--- INFORMATION ---
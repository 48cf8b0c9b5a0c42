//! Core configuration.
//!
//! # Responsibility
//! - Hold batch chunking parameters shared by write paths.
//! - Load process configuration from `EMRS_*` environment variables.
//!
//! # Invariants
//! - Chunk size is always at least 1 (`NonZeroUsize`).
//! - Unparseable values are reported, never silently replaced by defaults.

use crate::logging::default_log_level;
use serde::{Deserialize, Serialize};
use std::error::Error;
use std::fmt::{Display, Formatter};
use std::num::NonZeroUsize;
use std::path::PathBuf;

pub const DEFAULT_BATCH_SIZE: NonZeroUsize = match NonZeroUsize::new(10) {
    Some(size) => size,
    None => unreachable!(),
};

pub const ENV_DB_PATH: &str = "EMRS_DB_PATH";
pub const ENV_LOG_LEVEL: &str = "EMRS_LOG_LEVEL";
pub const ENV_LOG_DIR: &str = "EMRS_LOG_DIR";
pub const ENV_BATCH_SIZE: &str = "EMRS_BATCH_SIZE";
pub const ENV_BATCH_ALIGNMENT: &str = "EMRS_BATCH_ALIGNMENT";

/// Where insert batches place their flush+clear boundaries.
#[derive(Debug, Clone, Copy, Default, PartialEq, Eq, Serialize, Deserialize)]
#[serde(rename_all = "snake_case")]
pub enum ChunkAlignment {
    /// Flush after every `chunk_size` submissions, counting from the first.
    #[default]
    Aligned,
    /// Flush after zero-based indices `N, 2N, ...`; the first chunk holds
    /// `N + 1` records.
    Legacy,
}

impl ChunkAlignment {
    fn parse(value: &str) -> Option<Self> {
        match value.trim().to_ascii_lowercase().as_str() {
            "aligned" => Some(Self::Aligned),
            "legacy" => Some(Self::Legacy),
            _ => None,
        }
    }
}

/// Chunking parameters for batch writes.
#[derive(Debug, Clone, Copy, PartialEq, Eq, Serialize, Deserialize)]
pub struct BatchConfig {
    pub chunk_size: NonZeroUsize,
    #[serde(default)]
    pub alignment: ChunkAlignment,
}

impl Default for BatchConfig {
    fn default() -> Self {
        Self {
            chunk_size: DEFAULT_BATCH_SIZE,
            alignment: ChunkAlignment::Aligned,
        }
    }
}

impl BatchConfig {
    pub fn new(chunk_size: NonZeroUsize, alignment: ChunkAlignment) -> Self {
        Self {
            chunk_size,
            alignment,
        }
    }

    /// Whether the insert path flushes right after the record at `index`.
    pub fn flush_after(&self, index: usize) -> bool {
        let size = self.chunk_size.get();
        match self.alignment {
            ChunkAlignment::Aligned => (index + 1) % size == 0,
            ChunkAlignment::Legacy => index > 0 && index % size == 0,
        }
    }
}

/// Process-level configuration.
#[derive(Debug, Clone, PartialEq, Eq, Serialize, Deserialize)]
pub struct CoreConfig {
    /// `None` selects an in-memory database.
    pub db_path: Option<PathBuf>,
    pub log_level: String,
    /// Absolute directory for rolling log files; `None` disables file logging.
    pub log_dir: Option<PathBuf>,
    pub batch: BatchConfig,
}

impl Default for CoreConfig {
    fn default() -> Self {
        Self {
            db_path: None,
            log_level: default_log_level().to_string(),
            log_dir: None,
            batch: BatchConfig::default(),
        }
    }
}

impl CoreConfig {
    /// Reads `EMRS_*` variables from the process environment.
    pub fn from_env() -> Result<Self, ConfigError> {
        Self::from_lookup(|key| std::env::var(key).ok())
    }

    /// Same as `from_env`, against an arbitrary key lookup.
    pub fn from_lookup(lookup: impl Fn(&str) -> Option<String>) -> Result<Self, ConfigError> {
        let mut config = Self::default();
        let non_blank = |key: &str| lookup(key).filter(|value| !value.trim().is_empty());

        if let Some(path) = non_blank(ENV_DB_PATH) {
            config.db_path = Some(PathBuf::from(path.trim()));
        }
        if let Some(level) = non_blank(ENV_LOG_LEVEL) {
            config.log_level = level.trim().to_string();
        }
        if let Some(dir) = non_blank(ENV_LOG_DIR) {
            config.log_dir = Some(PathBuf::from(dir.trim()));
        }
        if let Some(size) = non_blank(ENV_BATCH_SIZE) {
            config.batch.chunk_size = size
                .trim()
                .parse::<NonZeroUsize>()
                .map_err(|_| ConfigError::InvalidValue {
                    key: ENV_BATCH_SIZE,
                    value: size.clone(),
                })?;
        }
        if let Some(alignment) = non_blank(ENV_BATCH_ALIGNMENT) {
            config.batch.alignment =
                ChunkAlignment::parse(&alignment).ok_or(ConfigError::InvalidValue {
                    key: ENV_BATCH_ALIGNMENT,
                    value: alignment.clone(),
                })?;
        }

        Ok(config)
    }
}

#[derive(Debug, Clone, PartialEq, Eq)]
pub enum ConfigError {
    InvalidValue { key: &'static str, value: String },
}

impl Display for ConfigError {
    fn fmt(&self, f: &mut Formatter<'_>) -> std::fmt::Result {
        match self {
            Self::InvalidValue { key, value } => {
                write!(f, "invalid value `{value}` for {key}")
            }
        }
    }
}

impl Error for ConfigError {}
---
▶ [EXERCISE GOAL] Across the material above, count every line holding "index" and write down only the number.

▶ [PROBLEM SOLUTION] 4